Whilst this experience taught me a few things about how cruel teenage girls can be socially, I struggle to see where the ‘mak[ing] each other better’ aspect comes into this. Girls didn’t even really seem to help each other when it came to academics, either. I remember a lot of classes that essentially consisted of teachers telling girls over and over again to stop talking, their pupils never really seeming to grasp the concept that to interrupt classes with incessant chatting could be construed as selfish. Group work was essentially made up of the most studious girl in the group being forced to do all the work out of necessity whilst the others amused themselves with make-up or more gossip. And I remember how it felt to experience such a complete and total rejection whilst lacking any ability to understand why. If you attend a school full of teenage girls, there is absolutely no opportunity to be different.
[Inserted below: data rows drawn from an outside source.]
// ── Per-component event bus ──
//
// Listeners run synchronously inside `emit`, in subscription order, before
// the emitting call returns. Every `subscribe` hands back a `Subscription`
// that detaches the listener when released or dropped.

use std::sync::{Arc, Mutex, PoisonError, Weak};

use tokio::sync::mpsc;

type Listener<E> = Arc<dyn Fn(&E) + Send + Sync>;

struct Registry<E> {
    next_id: u64,
    listeners: Vec<(u64, Listener<E>)>,
}

/// A typed publish/subscribe channel owned by one component instance.
pub struct EventBus<E> {
    registry: Arc<Mutex<Registry<E>>>,
}

impl<E: 'static> EventBus<E> {
    pub fn new() -> Self {
        Self {
            registry: Arc::new(Mutex::new(Registry {
                next_id: 0,
                listeners: Vec::new(),
            })),
        }
    }

    /// Register a listener. It stays attached until the returned
    /// [`Subscription`] is released or dropped.
    pub fn subscribe<F>(&self, listener: F) -> Subscription
    where
        F: Fn(&E) + Send + Sync + 'static,
    {
        let id = {
            let mut registry = self.registry.lock().unwrap_or_else(PoisonError::into_inner);
            let id = registry.next_id;
            registry.next_id += 1;
            registry.listeners.push((id, Arc::new(listener)));
            id
        };

        let registry: Weak<Mutex<Registry<E>>> = Arc::downgrade(&self.registry);
        Subscription {
            detach: Some(Box::new(move || {
                if let Some(registry) = registry.upgrade() {
                    registry
                        .lock()
                        .unwrap_or_else(PoisonError::into_inner)
                        .listeners
                        .retain(|(lid, _)| *lid != id);
                }
            })),
        }
    }

    /// Deliver `event` to every listener before returning.
    ///
    /// The listener list is snapshotted first, so listeners may subscribe
    /// or unsubscribe from inside a callback.
    pub fn emit(&self, event: &E) {
        let listeners: Vec<Listener<E>> = self
            .registry
            .lock()
            .unwrap_or_else(PoisonError::into_inner)
            .listeners
            .iter()
            .map(|(_, l)| Arc::clone(l))
            .collect();

        for listener in listeners {
            listener(event);
        }
    }

    pub fn listener_count(&self) -> usize {
        self.registry
            .lock()
            .unwrap_or_else(PoisonError::into_inner)
            .listeners
            .len()
    }
}

impl<E: Clone + Send + 'static> EventBus<E> {
    /// Forward every event into an unbounded channel, for async consumers.
    pub fn subscribe_channel(&self) -> (Subscription, mpsc::UnboundedReceiver<E>) {
        let (tx, rx) = mpsc::unbounded_channel();
        let sub = self.subscribe(move |event: &E| {
            // Receiver gone just means nobody is listening any more
            let _ = tx.send(event.clone());
        });
        (sub, rx)
    }
}

impl<E: 'static> Default for EventBus<E> {
    fn default() -> Self {
        Self::new()
    }
}

// ── Subscription handles ─────────────────────────────────────────────

/// Handle to one registered listener.
#[must_use = "dropping a Subscription detaches the listener immediately"]
pub struct Subscription {
    detach: Option<Box<dyn FnOnce() + Send + Sync>>,
}

impl Subscription {
    /// Detach the listener now.
    pub fn unsubscribe(mut self) {
        self.release();
    }

    fn release(&mut self) {
        if let Some(detach) = self.detach.take() {
            detach();
        }
    }
}

impl Drop for Subscription {
    fn drop(&mut self) {
        self.release();
    }
}

impl std::fmt::Debug for Subscription {
    fn fmt(&self, f: &mut std::fmt::Formatter<'_>) -> std::fmt::Result {
        f.debug_struct("Subscription")
            .field("attached", &self.detach.is_some())
            .finish()
    }
}

/// Subscriptions collected by an owner and released together at teardown.
#[derive(Debug, Default)]
pub struct SubscriptionSet {
    subs: Vec<Subscription>,
}

impl SubscriptionSet {
    pub fn new() -> Self {
        Self::default()
    }

    pub fn push(&mut self, sub: Subscription) {
        self.subs.push(sub);
    }

    pub fn len(&self) -> usize {
        self.subs.len()
    }

    pub fn is_empty(&self) -> bool {
        self.subs.is_empty()
    }

    /// Detach every collected listener.
    pub fn release_all(&mut self) {
        for sub in self.subs.drain(..) {
            sub.unsubscribe();
        }
    }
}

#[cfg(test)]
#[allow(clippy::unwrap_used)]
mod tests {
    use std::sync::atomic::{AtomicUsize, Ordering};

    use super::*;

    #[test]
    fn listeners_run_before_emit_returns() {
        let bus = EventBus::<u32>::new();
        let seen = Arc::new(Mutex::new(Vec::new()));
        let sink = Arc::clone(&seen);
        let _sub = bus.subscribe(move |v| sink.lock().unwrap().push(*v));

        bus.emit(&1);
        bus.emit(&2);

        assert_eq!(*seen.lock().unwrap(), vec![1, 2]);
    }

    #[test]
    fn dropping_subscription_detaches() {
        let bus = EventBus::<()>::new();
        let hits = Arc::new(AtomicUsize::new(0));
        let counter = Arc::clone(&hits);
        let sub = bus.subscribe(move |()| {
            counter.fetch_add(1, Ordering::SeqCst);
        });

        bus.emit(&());
        drop(sub);
        bus.emit(&());

        assert_eq!(hits.load(Ordering::SeqCst), 1);
        assert_eq!(bus.listener_count(), 0);
    }

    #[test]
    fn release_all_detaches_every_listener() {
        let bus = EventBus::<u8>::new();
        let mut set = SubscriptionSet::new();
        set.push(bus.subscribe(|_| {}));
        set.push(bus.subscribe(|_| {}));
        assert_eq!(bus.listener_count(), 2);

        set.release_all();

        assert!(set.is_empty());
        assert_eq!(bus.listener_count(), 0);
    }

    #[test]
    fn subscription_outliving_bus_is_harmless() {
        let bus = EventBus::<u8>::new();
        let sub = bus.subscribe(|_| {});
        drop(bus);
        sub.unsubscribe();
    }

    #[test]
    fn channel_subscription_forwards_events() {
        let bus = EventBus::<String>::new();
        let (_sub, mut rx) = bus.subscribe_channel();

        bus.emit(&"stream-enabled".to_string());

        assert_eq!(rx.try_recv().unwrap(), "stream-enabled");
    }

    #[test]
    fn listener_may_unsubscribe_itself_during_emit() {
        let bus = Arc::new(EventBus::<()>::new());
        let slot: Arc<Mutex<Option<Subscription>>> = Arc::new(Mutex::new(None));
        let inner = Arc::clone(&slot);
        let sub = bus.subscribe(move |()| {
            inner.lock().unwrap().take();
        });
        *slot.lock().unwrap() = Some(sub);

        bus.emit(&());

        assert_eq!(bus.listener_count(), 0);
    }
}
I was never keen to publicise the fact that I was reading Dickens or Chaucer rather than the standard ‘Angus, Thongs and Full-Frontal Snogging’ or ‘The Fault in our Stars’, or to admit to enjoying the music of Tallis or Byrd rather than the latest pop releases, but sometimes I stopped caring. I wasn’t particularly ashamed or bothered by the consequences, but there were a lot of things I just liked to keep to myself. There comes a point when you eventually just withdraw and admit defeat. By the start of my GCSEs I didn’t care about friends, and would only rediscover my academic interests when I began my A-Levels.
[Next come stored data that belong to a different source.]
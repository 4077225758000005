// ── Encrypted streaming transport ──
//
// The DTLS channel to the bridge is an external collaborator. Sessions
// drive it through `EncryptedTransport` and learn about the handshake
// through its event bus. Engines only ever see a `FrameSink`.

use std::io;
use std::sync::Arc;

use huesync_api::{BridgeConfig, EventBus};
use secrecy::{ExposeSecret, SecretString};
use tracing::debug;

use crate::error::CoreError;

/// UDP port the bridge listens on for entertainment streams.
pub const STREAMING_PORT: u16 = 2100;

/// Where and how to open the encrypted channel.
#[derive(Debug, Clone)]
pub struct DtlsTarget {
    pub host: String,
    pub port: u16,
    /// PSK identity: the application key.
    pub identity: String,
    /// Pre-shared secret: the hex client key.
    pub psk: SecretString,
}

impl DtlsTarget {
    /// Derive the target from a bridge configuration.
    pub fn from_config(config: &BridgeConfig) -> Result<Self, CoreError> {
        let host = config.host().ok_or_else(|| CoreError::Config {
            message: "no bridge address configured".into(),
        })?;
        let (Some(identity), Some(psk)) = (config.application_key(), config.client_key()) else {
            return Err(CoreError::NoStreamingCredentials);
        };

        Ok(Self {
            host,
            port: STREAMING_PORT,
            identity: identity.expose_secret().to_owned(),
            psk: psk.clone(),
        })
    }
}

#[derive(Debug, Clone, Copy, PartialEq, Eq, strum::Display)]
#[strum(serialize_all = "lowercase")]
pub enum TransportEvent {
    Connected,
    Disconnected,
}

/// DTLS channel to the bridge.
///
/// `connect_bridge` only begins the handshake; completion and loss are
/// reported as [`TransportEvent`]s.
pub trait EncryptedTransport: Send + Sync {
    fn connect_bridge(&self, target: &DtlsTarget);

    fn close_bridge(&self);

    fn send_encrypted(&self, frame: &[u8]) -> io::Result<()>;

    fn events(&self) -> &EventBus<TransportEvent>;
}

/// Send half of a transport, handed to a running engine.
#[derive(Clone)]
pub struct FrameSink {
    transport: Arc<dyn EncryptedTransport>,
}

impl FrameSink {
    pub fn new(transport: Arc<dyn EncryptedTransport>) -> Self {
        Self { transport }
    }

    /// Send one frame. Send errors are logged and the frame is dropped;
    /// the next tick sends a fresh one.
    pub fn send(&self, frame: &[u8]) -> bool {
        match self.transport.send_encrypted(frame) {
            Ok(()) => true,
            Err(e) => {
                debug!(error = %e, len = frame.len(), "dropping frame");
                false
            }
        }
    }
}

impl std::fmt::Debug for FrameSink {
    fn fmt(&self, f: &mut std::fmt::Formatter<'_>) -> std::fmt::Result {
        f.debug_struct("FrameSink").finish_non_exhaustive()
    }
}

#[cfg(test)]
#[allow(clippy::unwrap_used)]
mod tests {
    use super::*;

    #[test]
    fn target_uses_keys_and_fixed_port() {
        let config = BridgeConfig::new("192.168.1.20")
            .unwrap()
            .with_application_key("app".to_string().into())
            .with_client_key("C0FFEE".to_string().into());

        let target = DtlsTarget::from_config(&config).unwrap();

        assert_eq!(target.host, "192.168.1.20");
        assert_eq!(target.port, 2100);
        assert_eq!(target.identity, "app");
        assert_eq!(target.psk.expose_secret(), "C0FFEE");
    }

    #[test]
    fn missing_client_key_is_reported() {
        let config = BridgeConfig::new("192.168.1.20")
            .unwrap()
            .with_application_key("app".to_string().into());
        assert!(matches!(
            DtlsTarget::from_config(&config),
            Err(CoreError::NoStreamingCredentials)
        ));
    }
}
Speeches from alumni at Founders’ day were not inspiring. They were boring. There’s really no other way of putting it. In fact, some were borderline more boring than listening to our head teacher read the seemingly endless lists of names, or hearing the Senior Team’s attempt to make the yearly House reports humorous by reciting them in barely-functioning rhyming couplets (you know the sort of thing: forcing ‘laugh’ into a rhyme with ‘heart’ and hoping everyone is in such hysterics from your clever puns and witty hand gestures that they don’t notice). After you spend seven years being told on a daily basis how being a woman is not an impediment to success, the words start to lose all meaning, and it becomes one of those slightly irritating but ubiquitous things you blindly accept as part of the background, like dead flies on a window sill or that toilet cubicle that’s always out of order.
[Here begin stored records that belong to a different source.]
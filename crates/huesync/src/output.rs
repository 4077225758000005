//! Output formatting: table, JSON, plain.
//!
//! Renders data in the format selected by `--output`. Table uses `tabled`,
//! structured formats use serde, plain emits one identifier per line.

use std::io::{self, IsTerminal, Write};

use owo_colors::OwoColorize;
use tabled::{Table, Tabled, settings::Style};

use crate::cli::{ColorMode, OutputFormat};
use crate::error::CliError;

// ── Color helpers ────────────────────────────────────────────────────

/// Determine whether color output should be enabled.
pub fn should_color(mode: ColorMode) -> bool {
    match mode {
        ColorMode::Always => true,
        ColorMode::Never => false,
        ColorMode::Auto => io::stdout().is_terminal() && std::env::var("NO_COLOR").is_err(),
    }
}

/// Paint an area or resource status: active in green, inactive dimmed.
pub fn status(label: &str, color: bool) -> String {
    if !color {
        return label.to_owned();
    }
    match label {
        "active" => label.green().to_string(),
        "inactive" => label.dimmed().to_string(),
        _ => label.yellow().to_string(),
    }
}

/// Paint an identifier.
pub fn ident(value: &str, color: bool) -> String {
    if color {
        value.cyan().to_string()
    } else {
        value.to_owned()
    }
}

// ── Render dispatchers ───────────────────────────────────────────────

/// Render a list of serde-serializable + tabled items in the chosen format.
///
/// - `table`: uses the `Tabled` derive to build a pretty table
/// - `json` / `json-compact`: serializes the original data via serde
/// - `plain`: calls `id_fn` on each item to emit one identifier per line
pub fn render_list<T, R>(
    format: OutputFormat,
    data: &[T],
    to_row: impl Fn(&T) -> R,
    id_fn: impl Fn(&T) -> String,
) -> Result<String, CliError>
where
    T: serde::Serialize,
    R: Tabled,
{
    Ok(match format {
        OutputFormat::Table => {
            let rows: Vec<R> = data.iter().map(to_row).collect();
            render_table(&rows)
        }
        OutputFormat::Json => serde_json::to_string_pretty(data)?,
        OutputFormat::JsonCompact => serde_json::to_string(data)?,
        OutputFormat::Plain => data.iter().map(&id_fn).collect::<Vec<_>>().join("\n"),
    })
}

/// Render a single serde-serializable item in the chosen format.
///
/// Table rendering uses a custom `detail_fn` that returns a pre-formatted
/// string, since single-item views don't use `Tabled` derive.
pub fn render_single<T>(
    format: OutputFormat,
    data: &T,
    detail_fn: impl Fn(&T) -> String,
    id_fn: impl Fn(&T) -> String,
) -> Result<String, CliError>
where
    T: serde::Serialize + ?Sized,
{
    Ok(match format {
        OutputFormat::Table => detail_fn(data),
        OutputFormat::Json => serde_json::to_string_pretty(data)?,
        OutputFormat::JsonCompact => serde_json::to_string(data)?,
        OutputFormat::Plain => id_fn(data),
    })
}

/// Print the rendered output to stdout, respecting quiet mode.
pub fn print_output(output: &str, quiet: bool) {
    if quiet || output.is_empty() {
        return;
    }
    let mut stdout = io::stdout().lock();
    let _ = writeln!(stdout, "{output}");
}

fn render_table<R: Tabled>(rows: &[R]) -> String {
    Table::new(rows).with(Style::rounded()).to_string()
}

#[cfg(test)]
#[allow(clippy::unwrap_used)]
mod tests {
    use serde::Serialize;

    use super::*;

    #[derive(Serialize)]
    struct Item {
        id: String,
    }

    #[derive(Tabled)]
    struct ItemRow {
        #[tabled(rename = "ID")]
        id: String,
    }

    fn items() -> Vec<Item> {
        vec![Item { id: "a".into() }, Item { id: "b".into() }]
    }

    fn row(item: &Item) -> ItemRow {
        ItemRow {
            id: item.id.clone(),
        }
    }

    #[test]
    fn plain_lists_one_id_per_line() {
        let out = render_list(OutputFormat::Plain, &items(), row, |i| i.id.clone()).unwrap();
        assert_eq!(out, "a\nb");
    }

    #[test]
    fn compact_json_is_single_line() {
        let out = render_list(OutputFormat::JsonCompact, &items(), row, |i| i.id.clone()).unwrap();
        assert_eq!(out, r#"[{"id":"a"},{"id":"b"}]"#);
    }

    #[test]
    fn table_has_header() {
        let out = render_list(OutputFormat::Table, &items(), row, |i| i.id.clone()).unwrap();
        assert!(out.contains("ID"));
        assert!(out.contains('b'));
    }

    #[test]
    fn status_without_color_is_verbatim() {
        assert_eq!(status("active", false), "active");
        assert_ne!(status("active", true), "active");
    }
}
Being in houses named after ‘important women’ was also not inspiring. My experience of the House system consisted of sitting through weekly House assemblies in which forms would take turns having to come up with some form of presentation with that week’s inspiring quotation as the theme. Usually this was done by one or two girls the night before the assembly; makeshift dramatic sketches were churned out, or lines of copy-and-pasted Wikipedia entries to be read out monotonously by several people, as if to give the illusion that the information came from multiple reliable sources. Whatever would meet the lower end our teachers’ expectations, basically. Afterwards, everyone would practically fall asleep whilst our Head of House, whose enthusiasm was always inversely proportionate to everyone else’s, discussed a recent fundraising event that was so beyond the radar of most girls there that they probably didn’t even remember that it was their House that had arranged it. I doubt anything connected with the House system would be enough to get those girls motivated. Not that I can make assumptions, of course. Maybe they were yawns of appreciation.

Unlike many critics of single-sex education, I don’t subscribe to the assumption that students of such regimes will grow up incapable of interacting with members of the opposite sex. The primordial scenes on our shared school bus provided copious evidence to the contrary. Despite being highly introverted myself, I found men much easier than women to become friends with at university. I also can’t lie and say that I hated my school. Despite being miserable for the first part, I ended up loving school. So yes, I agree that going to a girls’ school can be beneficial for academic learning, particularly if you’re the sort of girl who’s intimidated by the apparently more aggressive nature of boys. Just don’t underestimate how cruel girls can be. Go if you wish to, but if you’re hoping to be eccentric or different, don’t even touch it with a bargepole.

Published by CuriousWriter

Read and you will find out.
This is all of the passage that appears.